Ik heb ook een grote liefde opgevat - sinds mijn prille jeugd - voor de prehistoriek op grotwanden, zal je trouwens reeds bij het lezen van mijn 1e gedicht in ‘zichier 1 dame’ duidelijk worden. helaas totnogtoe slechts op grond van afbeeldingen. licht me bij gelegenheid eens in over de geografische situatie van die dingen? ik hoop er een van de volgende jaren eens te geraken.

en als je me toch aan 't inlichten bent: hoeveel kosten de klichees in holland? per cm? lijn en simile? eventueel interessant voor gard-sivik. en nog over inlichtingen: dank voor de radiofonische inlichting, ik zal trachten niet te vergeten te luisteren.

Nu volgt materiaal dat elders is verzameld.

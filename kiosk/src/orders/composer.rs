//! Order message composer
//!
//! Turns an order record into the chat text sent to the restaurant. Layout
//! primitives come from `brasa_link::MessageBuilder`; this module decides
//! the sections and wording.

use super::money::{self, format_soles};
use brasa_link::MessageBuilder;
use chrono::{Local, TimeZone};
use shared::{OrderRecord, OrderType};
use std::fmt::Display;

/// Format used for the `Hora del pedido` line
const ORDER_TIME_FORMAT: &str = "%d/%m/%Y %H:%M:%S";

/// Presentation options for the composed message
#[derive(Debug, Clone)]
pub struct ComposeOptions {
    /// Shown upper-cased in the header
    pub restaurant_name: String,
}

impl Default for ComposeOptions {
    fn default() -> Self {
        Self {
            restaurant_name: "POLLERÍA LA BRASA".to_string(),
        }
    }
}

/// Compose the message, rendering the order time in the kiosk's local zone
pub fn compose_order_message(order: &OrderRecord, options: &ComposeOptions) -> String {
    compose_order_message_in(order, options, &Local)
}

/// Compose the message with the order time rendered in `tz`
pub fn compose_order_message_in<Tz>(
    order: &OrderRecord,
    options: &ComposeOptions,
    tz: &Tz,
) -> String
where
    Tz: TimeZone,
    Tz::Offset: Display,
{
    let mut b = MessageBuilder::new();

    b.line(&format!(
        "🔥 {} 🔥",
        MessageBuilder::bold(&format!(
            "NUEVO PEDIDO - {}",
            options.restaurant_name.to_uppercase()
        ))
    ))
    .blank();

    if !order.order_number.is_empty() {
        b.line(&format!(
            "📋 {}",
            MessageBuilder::bold(&format!("Pedido #{}", order.order_number))
        ))
        .blank();
    }

    let kind = match order.order_type {
        OrderType::Local => format!(
            "Local - Mesa {}",
            order.table_number.as_deref().unwrap_or("")
        ),
        OrderType::Delivery => "Delivery".to_string(),
    };
    b.write("📍 ").pair("Tipo", &kind).blank();

    if order.order_type == OrderType::Delivery
        && let Some(customer) = &order.customer_data
    {
        b.line(&format!("👤 {}", MessageBuilder::bold("DATOS DEL CLIENTE:")))
            .bullet("Nombre", &customer.name)
            .bullet("Teléfono", &customer.phone)
            .bullet("Dirección", &customer.address)
            .bullet("Distrito", &customer.district)
            .bullet("Referencia", &customer.reference)
            .blank();
    }

    b.line(&format!("🍗 {}", MessageBuilder::bold("PEDIDO:")));
    for (index, item) in order.items.iter().enumerate() {
        b.line(&format!("{}. {}", index + 1, MessageBuilder::bold(item.name())))
            .indented(1, &format!("Cantidad: {}", item.quantity))
            .indented(1, &format!("Precio unitario: {}", format_soles(item.price())))
            .indented(
                1,
                &format!(
                    "Subtotal: {}",
                    money::format_soles_decimal(money::line_subtotal(item))
                ),
            );
        if let Some(note) = item.special_instructions.as_deref().filter(|n| !n.is_empty()) {
            b.indented(1, &format!("Observaciones: {}", note));
        }
        b.blank();
    }

    if let Some(note) = order.special_instructions.as_deref().filter(|n| !n.is_empty()) {
        b.line(&format!("📝 {}", MessageBuilder::bold("Observaciones generales:")))
            .line(note)
            .blank();
    }

    b.write("💰 ")
        .pair("Forma de pago", order.payment_method.label())
        .blank();

    b.line(&format!(
        "💰 {}",
        MessageBuilder::bold(&format!("TOTAL: {}", format_soles(order.total)))
    ))
    .blank();

    let placed_at = order.timestamp.with_timezone(tz);
    b.line(&format!(
        "⏰ Hora del pedido: {}",
        placed_at.format(ORDER_TIME_FORMAT)
    ))
    .blank()
    .write("¡Gracias por preferirnos! 🙏");

    b.finalize()
}

#[cfg(test)]
mod tests {
    use super::*;
    use chrono::Utc;
    use shared::{CartItem, CustomerData, MenuItem, OrderStatus, PaymentMethod};

    fn cart_item(id: &str, name: &str, price: f64, quantity: u32, note: Option<&str>) -> CartItem {
        let mut entry = CartItem::new(MenuItem {
            id: id.to_string(),
            name: name.to_string(),
            description: String::new(),
            price,
            category: "pollos".to_string(),
            image: String::new(),
            original_price: None,
            is_offer: None,
            includes_drink: None,
        });
        entry.quantity = quantity;
        entry.special_instructions = note.map(str::to_string);
        entry
    }

    fn local_order() -> OrderRecord {
        OrderRecord {
            items: vec![cart_item("1", "1 Pollo a la Brasa", 76.0, 1, None)],
            order_type: OrderType::Local,
            table_number: Some("4".to_string()),
            customer_data: None,
            total: 76.0,
            special_instructions: None,
            payment_method: PaymentMethod::Efectivo,
            order_number: "PB123456".to_string(),
            timestamp: Utc.with_ymd_and_hms(2025, 3, 14, 19, 5, 9).unwrap(),
            status: OrderStatus::Pending,
        }
    }

    #[test]
    fn test_local_order_full_text() {
        let text = compose_order_message_in(&local_order(), &ComposeOptions::default(), &Utc);

        let expected = "🔥 *NUEVO PEDIDO - POLLERÍA LA BRASA* 🔥\n\n\
                        📋 *Pedido #PB123456*\n\n\
                        📍 *Tipo:* Local - Mesa 4\n\n\
                        🍗 *PEDIDO:*\n\
                        1. *1 Pollo a la Brasa*\n   \
                        Cantidad: 1\n   \
                        Precio unitario: S/ 76.00\n   \
                        Subtotal: S/ 76.00\n\n\
                        💰 *Forma de pago:* 💵 Efectivo\n\n\
                        💰 *TOTAL: S/ 76.00*\n\n\
                        ⏰ Hora del pedido: 14/03/2025 19:05:09\n\n\
                        ¡Gracias por preferirnos! 🙏";
        assert_eq!(text, expected);
    }

    #[test]
    fn test_delivery_order_sections() {
        let order = OrderRecord {
            items: vec![
                cart_item("6", "Pechuga a la Parrilla", 25.0, 2, Some("sin sal")),
                cart_item("13", "Papas Fritas", 10.0, 1, None),
            ],
            order_type: OrderType::Delivery,
            table_number: None,
            customer_data: Some(CustomerData {
                name: "Ana".to_string(),
                phone: "999888777".to_string(),
                address: "Av. Sol 123".to_string(),
                district: "Miraflores".to_string(),
                reference: "frente al parque".to_string(),
            }),
            total: 60.0,
            special_instructions: Some("tocar timbre".to_string()),
            payment_method: PaymentMethod::Yape,
            ..local_order()
        };

        let text = compose_order_message_in(&order, &ComposeOptions::default(), &Utc);

        assert!(text.contains("📍 *Tipo:* Delivery\n\n"));
        assert!(text.contains(
            "👤 *DATOS DEL CLIENTE:*\n• Nombre: Ana\n• Teléfono: 999888777\n\
             • Dirección: Av. Sol 123\n• Distrito: Miraflores\n\
             • Referencia: frente al parque\n\n"
        ));
        assert!(text.contains(
            "1. *Pechuga a la Parrilla*\n   Cantidad: 2\n   Precio unitario: S/ 25.00\n   \
             Subtotal: S/ 50.00\n   Observaciones: sin sal\n\n2. *Papas Fritas*"
        ));
        assert!(text.contains("📝 *Observaciones generales:*\ntocar timbre\n\n"));
        assert!(text.contains("💰 *Forma de pago:* 📱 Yape\n\n"));
        assert!(text.contains("💰 *TOTAL: S/ 60.00*\n\n"));

        let customer = text.find("DATOS DEL CLIENTE").unwrap();
        let items = text.find("PEDIDO:").unwrap();
        let total = text.find("TOTAL:").unwrap();
        assert!(customer < items && items < total);
    }

    #[test]
    fn test_omits_empty_order_number_and_notes() {
        let order = OrderRecord {
            order_number: String::new(),
            special_instructions: Some(String::new()),
            ..local_order()
        };
        let text = compose_order_message_in(&order, &ComposeOptions::default(), &Utc);

        assert!(!text.contains("Pedido #"));
        assert!(!text.contains("Observaciones"));
        assert!(text.starts_with("🔥 *NUEVO PEDIDO - POLLERÍA LA BRASA* 🔥\n\n📍"));
    }

    #[test]
    fn test_restaurant_name_is_uppercased() {
        let options = ComposeOptions {
            restaurant_name: "La Brasa Norte".to_string(),
        };
        let text = compose_order_message_in(&local_order(), &options, &Utc);
        assert!(text.starts_with("🔥 *NUEVO PEDIDO - LA BRASA NORTE* 🔥"));
    }

    #[test]
    fn test_local_time_rendering() {
        let order = local_order();
        let text = compose_order_message(&order, &ComposeOptions::default());
        let expected = order
            .timestamp
            .with_timezone(&Local)
            .format(ORDER_TIME_FORMAT)
            .to_string();
        assert!(text.contains(&format!("⏰ Hora del pedido: {}", expected)));
    }
}
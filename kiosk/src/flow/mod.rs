//! Order flow controller
//!
//! Owns the session state: current screen, order type, table number, cart
//! and the pending QR auto-advance. Screens only call these operations; the
//! controller rejects transitions requested from the wrong screen.
//!
//! ```text
//! Landing ─► Menu ─► Cart ─► Form ─► Confirmation
//! Landing | Menu ─► History ─► Landing
//! History ─(reorder)─► Cart
//! any ─(start_over)─► Landing
//! ```

pub mod form;
pub mod submit;

use crate::orders::Cart;
use brasa_link::query_param;
use shared::{OrderRecord, OrderType};
use std::time::{Duration, Instant};
use thiserror::Error;

pub use form::{DISTRICTS, OrderForm};
pub use submit::{OrderSubmitter, SubmittedOrder};

/// Query parameter carrying the table number in QR entry URLs
pub const TABLE_PARAM: &str = "mesa";

/// Entry URL equivalent to scanning the QR code of `table`
pub fn table_entry_url(table: &str) -> String {
    format!("?{}={}", TABLE_PARAM, urlencoding::encode(table))
}

#[derive(Debug, Clone, Copy, PartialEq, Eq)]
pub enum Screen {
    Landing,
    Menu,
    Cart,
    Form,
    Confirmation,
    History,
}

#[derive(Debug, Error, PartialEq, Eq)]
pub enum FlowError {
    #[error("Cannot {action} from the {from:?} screen")]
    InvalidTransition { action: &'static str, from: Screen },

    #[error("Cart is empty")]
    EmptyCart,
}

pub type FlowResult<T> = Result<T, FlowError>;

#[derive(Debug, Clone)]
pub struct OrderFlow {
    screen: Screen,
    order_type: OrderType,
    table_number: Option<String>,
    cart: Cart,
    /// Entry URL of the session; re-read every time the landing shows
    entry_url: Option<String>,
    detected_table: Option<String>,
    auto_advance_at: Option<Instant>,
    qr_delay: Duration,
}

impl OrderFlow {
    /// New session on the landing screen
    ///
    /// `qr_delay` is how long the "table detected" screen stays up before
    /// the menu opens.
    pub fn new(qr_delay: Duration) -> Self {
        Self {
            screen: Screen::Landing,
            order_type: OrderType::Local,
            table_number: None,
            cart: Cart::new(),
            entry_url: None,
            detected_table: None,
            auto_advance_at: None,
            qr_delay,
        }
    }

    // ========== Accessors ==========

    pub fn screen(&self) -> Screen {
        self.screen
    }

    pub fn order_type(&self) -> OrderType {
        self.order_type
    }

    pub fn table_number(&self) -> Option<&str> {
        self.table_number.as_deref()
    }

    pub fn cart(&self) -> &Cart {
        &self.cart
    }

    pub fn cart_mut(&mut self) -> &mut Cart {
        &mut self.cart
    }

    /// Table read from the entry URL, while the QR landing is showing
    pub fn detected_table(&self) -> Option<&str> {
        self.detected_table.as_deref()
    }

    /// Whether a QR auto-advance is scheduled
    pub fn auto_advance_pending(&self) -> bool {
        self.auto_advance_at.is_some()
    }

    // ========== Landing ==========

    /// Remember the entry URL, then detect the table from it
    pub fn enter(&mut self, entry_url: Option<&str>, now: Instant) {
        self.entry_url = entry_url.map(str::to_string);
        self.detect_table(now);
    }

    /// Read the table from the entry URL and schedule the auto-advance
    fn detect_table(&mut self, now: Instant) {
        let table = self
            .entry_url
            .as_deref()
            .and_then(|url| query_param(url, TABLE_PARAM));
        match table {
            Some(table) => {
                tracing::info!(table = %table, "Table detected from entry URL");
                self.detected_table = Some(table);
                self.auto_advance_at = Some(now + self.qr_delay);
            }
            None => {
                self.detected_table = None;
                self.auto_advance_at = None;
            }
        }
    }

    /// Fire the pending auto-advance once due; returns whether state changed
    pub fn poll(&mut self, now: Instant) -> bool {
        let Some(deadline) = self.auto_advance_at else {
            return false;
        };
        if now < deadline {
            return false;
        }

        self.auto_advance_at = None;
        if self.screen != Screen::Landing {
            return false;
        }
        let table = self.detected_table.clone();
        self.order_type = OrderType::Local;
        self.table_number = table;
        self.screen = Screen::Menu;
        tracing::debug!(table = ?self.table_number, "QR auto-advance to menu");
        true
    }

    /// Choose local/delivery; the table is only replaced when one is given
    pub fn select_order_type(
        &mut self,
        order_type: OrderType,
        table: Option<String>,
    ) -> FlowResult<()> {
        self.expect_screen(&[Screen::Landing], "select order type")?;
        self.auto_advance_at = None;
        self.order_type = order_type;
        if let Some(table) = table.filter(|t| !t.is_empty()) {
            self.table_number = Some(table);
        }
        self.screen = Screen::Menu;
        Ok(())
    }

    // ========== Menu / Cart / Form ==========

    pub fn view_cart(&mut self) -> FlowResult<()> {
        self.go(&[Screen::Menu], "view cart", Screen::Cart)
    }

    pub fn back_to_menu(&mut self) -> FlowResult<()> {
        self.go(&[Screen::Cart], "go back to menu", Screen::Menu)
    }

    pub fn proceed_to_form(&mut self) -> FlowResult<()> {
        self.expect_screen(&[Screen::Cart], "proceed to form")?;
        if self.cart.is_empty() {
            return Err(FlowError::EmptyCart);
        }
        self.screen = Screen::Form;
        Ok(())
    }

    pub fn back_to_cart(&mut self) -> FlowResult<()> {
        self.go(&[Screen::Form], "go back to cart", Screen::Cart)
    }

    /// Called once the order has been sent
    pub fn complete_order(&mut self) -> FlowResult<()> {
        self.go(&[Screen::Form], "complete order", Screen::Confirmation)
    }

    // ========== History ==========

    pub fn view_history(&mut self) -> FlowResult<()> {
        self.expect_screen(&[Screen::Landing, Screen::Menu], "view history")?;
        self.auto_advance_at = None;
        self.screen = Screen::History;
        Ok(())
    }

    /// Back to the landing screen; a QR table session advances again
    pub fn leave_history(&mut self, now: Instant) -> FlowResult<()> {
        self.go(&[Screen::History], "leave history", Screen::Landing)?;
        self.detect_table(now);
        Ok(())
    }

    /// Load a past order into the cart and jump to the cart screen
    pub fn reorder(&mut self, record: &OrderRecord) -> FlowResult<()> {
        self.expect_screen(&[Screen::History], "reorder")?;
        self.cart = Cart::from_items(record.items.clone());
        self.order_type = record.order_type;
        if let Some(table) = record.table_number.as_ref().filter(|t| !t.is_empty()) {
            self.table_number = Some(table.clone());
        }
        self.screen = Screen::Cart;
        tracing::info!(
            order_number = %record.order_number,
            items = self.cart.item_count(),
            "Reordering past order"
        );
        Ok(())
    }

    /// Back to a fresh landing screen; allowed from anywhere
    ///
    /// The entry URL survives, so a table QR session schedules the
    /// auto-advance again from `now`.
    pub fn start_over(&mut self, now: Instant) {
        self.screen = Screen::Landing;
        self.cart.clear();
        self.order_type = OrderType::Local;
        self.table_number = None;
        self.detect_table(now);
    }

    fn go(&mut self, from: &[Screen], action: &'static str, to: Screen) -> FlowResult<()> {
        self.expect_screen(from, action)?;
        self.screen = to;
        Ok(())
    }

    fn expect_screen(&self, allowed: &[Screen], action: &'static str) -> FlowResult<()> {
        if allowed.contains(&self.screen) {
            Ok(())
        } else {
            Err(FlowError::InvalidTransition {
                action,
                from: self.screen,
            })
        }
    }
}

impl Default for OrderFlow {
    fn default() -> Self {
        Self::new(Duration::from_millis(2000))
    }
}
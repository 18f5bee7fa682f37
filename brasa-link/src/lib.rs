//! # brasa-link
//!
//! Chat deep-link library - low-level sending capabilities only.
//!
//! ## Scope
//!
//! This crate handles HOW an order leaves the kiosk:
//! - chat-markdown text building (`*bold*`, bullets, blank-line sections)
//! - deep-link construction (`https://wa.me/<phone>?text=<encoded>`)
//! - opening the link with the platform URL handler
//!
//! Business logic (WHAT the message says) stays in the kiosk application:
//! - order message composition → brasa-kiosk
//!
//! ## Example
//!
//! ```ignore
//! use brasa_link::{DeepLink, LinkOpener, MessageBuilder, SystemOpener};
//!
//! let mut b = MessageBuilder::new();
//! b.line(&MessageBuilder::bold("NUEVO PEDIDO"));
//! b.blank();
//! b.pair("Mesa", "4");
//!
//! let link = DeepLink::new("https://wa.me", "51936684281")?;
//! SystemOpener::new().open(&link.url_for(&b.finalize())).await?;
//! ```

mod error;
mod link;
mod message;
mod opener;

// Re-exports
pub use error::{LinkError, LinkResult};
pub use link::{DeepLink, query_param};
pub use message::MessageBuilder;
pub use opener::{AnyOpener, DryRunOpener, LinkOpener, RecordingOpener, SystemOpener};
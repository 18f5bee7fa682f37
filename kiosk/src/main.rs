use brasa_kiosk::flow::table_entry_url;
use brasa_kiosk::{App, KioskConfig, OrderSubmitter, ProfileStore, print_banner, setup_environment};
use brasa_link::{AnyOpener, DryRunOpener, SystemOpener};
use clap::Parser;
use std::time::Instant;

/// Terminal ordering kiosk for Pollería La Brasa
#[derive(Parser, Debug)]
#[command(author, version, about)]
struct Args {
    /// Directory holding the profile database and logs
    #[arg(long, env = "WORK_DIR")]
    work_dir: Option<String>,

    /// Entry URL, as scanned from a table QR code (e.g. "https://brasa.pe/?mesa=4")
    #[arg(long)]
    entry_url: Option<String>,

    /// Table number; shorthand for an entry URL with `?mesa=<N>`
    #[arg(long, conflicts_with = "entry_url")]
    table: Option<String>,

    /// Log order links instead of opening them
    #[arg(long)]
    dry_run: bool,

    /// Log level used when RUST_LOG is unset
    #[arg(long, env = "LOG_LEVEL")]
    log_level: Option<String>,
}

#[tokio::main]
async fn main() -> anyhow::Result<()> {
    // 1. Environment (.env, config, logging)
    let _ = dotenvy::dotenv();
    let args = Args::parse();

    let mut config = KioskConfig::from_env();
    if let Some(work_dir) = args.work_dir {
        config.work_dir = work_dir;
    }
    if let Some(level) = args.log_level {
        config.log_level = level;
    }
    if let Some(table) = args.table {
        config.entry_url = Some(table_entry_url(&table));
    } else if args.entry_url.is_some() {
        config.entry_url = args.entry_url;
    }
    config.dry_run |= args.dry_run;

    print_banner();
    setup_environment(&config)?;

    tracing::info!(
        work_dir = %config.work_dir,
        dry_run = config.dry_run,
        "🔥 Brasa kiosk starting..."
    );

    // 2. Profile store and link opener
    let store = ProfileStore::open(config.database_path())?;
    let opener = if config.dry_run {
        AnyOpener::DryRun(DryRunOpener)
    } else {
        AnyOpener::System(SystemOpener::new())
    };
    let submitter = OrderSubmitter::from_config(&config, store.clone(), opener)?;

    // 3. Run the TUI
    let mut app = App::new(&config, store);
    app.enter(config.entry_url.as_deref(), Instant::now());

    if let Err(e) = brasa_kiosk::ui::run(&mut app, &submitter).await {
        tracing::error!(error = %e, "Kiosk stopped with an error");
        return Err(e.into());
    }

    tracing::info!("Kiosk closed");
    Ok(())
}
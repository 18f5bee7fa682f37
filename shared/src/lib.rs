//! Shared types for the Brasa ordering kiosk
//!
//! Data model used by the kiosk application and the link crate: menu
//! entries, cart entries, order records and the customer profile that is
//! persisted between sessions.

pub mod models;
pub mod util;

// Re-exports
pub use serde::{Deserialize, Serialize};

pub use models::{
    CartItem, Category, CustomerData, CustomerProfile, MenuItem, NewAddress, OrderRecord,
    OrderStatus, OrderType, PaymentMethod, SavedAddress,
};
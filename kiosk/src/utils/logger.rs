//! Logging Infrastructure
//!
//! The TUI owns the terminal, so in kiosk mode events go to the in-app log
//! panel (tui-logger) and optionally to a daily rotated file.

use std::fs;
use std::path::Path;
use tracing_appender::rolling::{RollingFileAppender, Rotation};
use tracing_subscriber::{EnvFilter, Layer, fmt, layer::SubscriberExt, util::SubscriberInitExt};

/// Prefix of rotated log files (`kiosk.YYYY-MM-DD`)
const LOG_FILE_PREFIX: &str = "kiosk";

/// Initialize logging for the TUI
///
/// # Arguments
/// * `level` - filter used when `RUST_LOG` is unset (e.g. "info", "debug")
/// * `log_dir` - directory for the rotated file; `None` keeps logs in the panel only
pub fn init_tui_logger(level: &str, log_dir: Option<&Path>) -> anyhow::Result<()> {
    let env_filter =
        EnvFilter::try_from_default_env().unwrap_or_else(|_| EnvFilter::new(level));

    let registry = tracing_subscriber::registry()
        .with(env_filter)
        .with(tui_logger::tracing_subscriber_layer());

    match log_dir {
        Some(dir) => {
            fs::create_dir_all(dir)?;
            let file = RollingFileAppender::new(Rotation::DAILY, dir, LOG_FILE_PREFIX);
            let file_layer = fmt::layer()
                .with_target(true)
                .with_thread_ids(false)
                .with_file(true)
                .with_line_number(true)
                .with_ansi(false)
                .with_writer(std::sync::Mutex::new(file))
                .with_filter(EnvFilter::new(level));
            registry.with(file_layer).try_init()?;
        }
        None => registry.try_init()?,
    }

    // Dependencies that still log through the `log` crate
    tui_logger::init_logger(log::LevelFilter::Info).ok();
    tui_logger::set_default_level(log::LevelFilter::Info);

    Ok(())
}

/// Delete rotated log files older than `days`
///
/// Returns how many files were removed.
pub fn cleanup_old_logs(log_dir: &Path, days: i64) -> anyhow::Result<usize> {
    if !log_dir.exists() {
        return Ok(0);
    }

    let cutoff = chrono::Local::now().date_naive() - chrono::Duration::days(days);
    let mut removed = 0;

    for entry in fs::read_dir(log_dir)? {
        let path = entry?.path();
        let Some(name) = path.file_name().and_then(|n| n.to_str()) else {
            continue;
        };

        // Match kiosk.YYYY-MM-DD
        if let Some(date_part) = name
            .strip_prefix(LOG_FILE_PREFIX)
            .and_then(|rest| rest.strip_prefix('.'))
            && let Ok(date) = chrono::NaiveDate::parse_from_str(date_part, "%Y-%m-%d")
            && date < cutoff
        {
            fs::remove_file(&path)?;
            tracing::info!(file = %name, "Deleted old log file");
            removed += 1;
        }
    }

    Ok(removed)
}

#[cfg(test)]
mod tests {
    use super::*;

    #[test]
    fn test_cleanup_removes_only_old_kiosk_logs() {
        let dir = tempfile::tempdir().unwrap();
        let old = dir.path().join("kiosk.2001-01-01");
        let today = dir
            .path()
            .join(format!("kiosk.{}", chrono::Local::now().format("%Y-%m-%d")));
        let other = dir.path().join("notes.2001-01-01");
        for p in [&old, &today, &other] {
            fs::write(p, b"x").unwrap();
        }

        let removed = cleanup_old_logs(dir.path(), 14).unwrap();

        assert_eq!(removed, 1);
        assert!(!old.exists());
        assert!(today.exists());
        assert!(other.exists());
    }

    #[test]
    fn test_cleanup_missing_dir_is_noop() {
        let dir = tempfile::tempdir().unwrap();
        assert_eq!(cleanup_old_logs(&dir.path().join("nope"), 14).unwrap(), 0);
    }
}
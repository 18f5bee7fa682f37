//! Data models
//!
//! Persisted structs serialize with camelCase keys; the stored customer
//! record keeps the same shape across versions.

pub mod cart;
pub mod customer;
pub mod menu;
pub mod order;

// Re-exports
pub use cart::*;
pub use customer::*;
pub use menu::*;
pub use order::*;
//! Deep-link construction and entry URL parsing

use crate::error::{LinkError, LinkResult};

/// Chat deep link to a fixed destination number
#[derive(Debug, Clone, PartialEq, Eq)]
pub struct DeepLink {
    base_url: String,
    phone: String,
}

impl DeepLink {
    /// Create a deep link template
    ///
    /// `phone` is the international number without `+` or separators.
    pub fn new(base_url: &str, phone: &str) -> LinkResult<Self> {
        let base_url = base_url.trim().trim_end_matches('/');
        if !(base_url.starts_with("https://") || base_url.starts_with("http://")) {
            return Err(LinkError::InvalidConfig(format!(
                "Base URL must be http(s): {}",
                base_url
            )));
        }

        let phone = phone.trim();
        if phone.is_empty() || !phone.chars().all(|c| c.is_ascii_digit()) {
            return Err(LinkError::InvalidConfig(format!(
                "Phone must be digits only: {:?}",
                phone
            )));
        }

        Ok(Self {
            base_url: base_url.to_string(),
            phone: phone.to_string(),
        })
    }

    pub fn phone(&self) -> &str {
        &self.phone
    }

    /// Full URL with the text percent-encoded into the `text` parameter
    pub fn url_for(&self, text: &str) -> String {
        format!(
            "{}/{}?text={}",
            self.base_url,
            self.phone,
            urlencoding::encode(text)
        )
    }
}

/// Read a query parameter from a URL (first occurrence, percent-decoded)
///
/// Accepts full URLs (`https://host/?mesa=4`) and bare query strings
/// (`?mesa=4`, `mesa=4`). Fragments are ignored. Empty values count as
/// absent.
pub fn query_param(url: &str, name: &str) -> Option<String> {
    let without_fragment = url.split('#').next().unwrap_or(url);
    let query = match without_fragment.split_once('?') {
        Some((_, q)) => q,
        None if without_fragment.contains('=') => without_fragment,
        None => return None,
    };

    query
        .split('&')
        .filter_map(|pair| pair.split_once('=').or(Some((pair, ""))))
        .find(|(key, _)| *key == name)
        .and_then(|(_, value)| {
            let value = value.replace('+', " ");
            urlencoding::decode(&value).ok().map(|v| v.into_owned())
        })
        .filter(|v| !v.trim().is_empty())
}

#[cfg(test)]
mod tests {
    use super::*;

    #[test]
    fn test_url_for_encodes_text() {
        let link = DeepLink::new("https://wa.me/", "51936684281").unwrap();
        let url = link.url_for("*Pedido #PB1*\nTotal: S/ 60.00 & más");

        assert_eq!(
            url,
            "https://wa.me/51936684281?text=%2APedido%20%23PB1%2A%0ATotal%3A%20S%2F%2060.00%20%26%20m%C3%A1s"
        );
    }

    #[test]
    fn test_invalid_config_rejected() {
        assert!(matches!(
            DeepLink::new("wa.me", "519"),
            Err(LinkError::InvalidConfig(_))
        ));
        assert!(matches!(
            DeepLink::new("https://wa.me", "+51 936"),
            Err(LinkError::InvalidConfig(_))
        ));
        assert!(DeepLink::new("https://wa.me", "").is_err());
    }

    #[test]
    fn test_query_param_variants() {
        assert_eq!(
            query_param("https://brasa.pe/?mesa=4", "mesa").as_deref(),
            Some("4")
        );
        assert_eq!(
            query_param("https://brasa.pe/menu?x=1&mesa=12#top", "mesa").as_deref(),
            Some("12")
        );
        assert_eq!(query_param("?mesa=Terraza%202", "mesa").as_deref(), Some("Terraza 2"));
        assert_eq!(query_param("mesa=3", "mesa").as_deref(), Some("3"));
    }

    #[test]
    fn test_query_param_absent() {
        assert_eq!(query_param("https://brasa.pe/", "mesa"), None);
        assert_eq!(query_param("https://brasa.pe/?mesa=", "mesa"), None);
        assert_eq!(query_param("https://brasa.pe/?table=3", "mesa"), None);
    }
}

was eventjes voor een weekend te parijs met hugues pernath, hebben simon vinkenoog bezocht op zijn mooie 8e verdieping, gezellig avondje gehad bij hem, prima kerel simon, ja meen het.

ik schrijf duistere gedichten tegenwoordig. euforismen ook al niet vlot, waar moet dat heen. ‘moeilijke grapjes’, maar natuurlijk niet akkoord, omdat het maar gedeeltelijke waarheid is. overigens is het juist dat ze voor verschillende betitelingen vatbaar zijn: ben aan 1 nieuwe reeks bezig, noem ze: ‘berichten om bestwil’, wat ongeveer, realiseer ik me nu, op hetzelfde neerkomt als ‘euforismen’. ik denk dat ze beter zijn, maar ‘gemakkelijker’, nee, integendeel geloof of vrees ik.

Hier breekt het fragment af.